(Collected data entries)
____

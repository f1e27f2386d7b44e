use serde::Deserialize;

use crate::config::ConnectionProfile;

#[derive(Debug, Deserialize, Clone)]
pub struct Request {
    pub id: String,
    pub method: String,
    #[serde(default)]
    pub params: serde_json::Value,
}

/// Per-process state. Only the connection profile lives here; every
/// interaction opens its own connection and drops it before replying.
pub struct AppState {
    pub profile: Option<ConnectionProfile>,
}
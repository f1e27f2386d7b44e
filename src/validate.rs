use regex::Regex;
use std::sync::LazyLock;

static STUDENT_ID_RE: LazyLock<Regex> = LazyLock::new(|| Regex::new(r"^S\d+$").unwrap());
static EMAIL_RE: LazyLock<Regex> = LazyLock::new(|| Regex::new(r"^[\w.-]+@[\w.-]+\.\w+$").unwrap());

/// True iff `s` is a capital `S` followed by one or more digits.
pub fn is_valid_student_id(s: &str) -> bool {
    STUDENT_ID_RE.is_match(s)
}

/// True iff `s` has the `local@domain.tld` shape with no internal whitespace.
pub fn is_valid_email(s: &str) -> bool {
    EMAIL_RE.is_match(s)
}

pub fn normalize_id(s: &str) -> String {
    s.trim().to_uppercase()
}

pub fn normalize_email(s: &str) -> String {
    s.trim().to_lowercase()
}

/// Title-cases a name the way the registration desk stores it: a letter
/// following a non-letter is uppercased, every other letter lowercased.
pub fn title_case(s: &str) -> String {
    let mut out = String::with_capacity(s.len());
    let mut prev_alpha = false;
    for ch in s.chars() {
        if ch.is_alphabetic() {
            if prev_alpha {
                out.extend(ch.to_lowercase());
            } else {
                out.extend(ch.to_uppercase());
            }
            prev_alpha = true;
        } else {
            out.push(ch);
            prev_alpha = false;
        }
    }
    out
}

____

### Exercise
Filter the records above for "Regex" and copy every matching line.

### Answer space
use regex::Regex;
static STUDENT_ID_RE: LazyLock<Regex> = LazyLock::new(|| Regex::new(r"^S\d+$").unwrap());
static EMAIL_RE: LazyLock<Regex> = LazyLock::new(|| Regex::new(r"^[\w.-]+@[\w.-]+\.\w+$").unwrap());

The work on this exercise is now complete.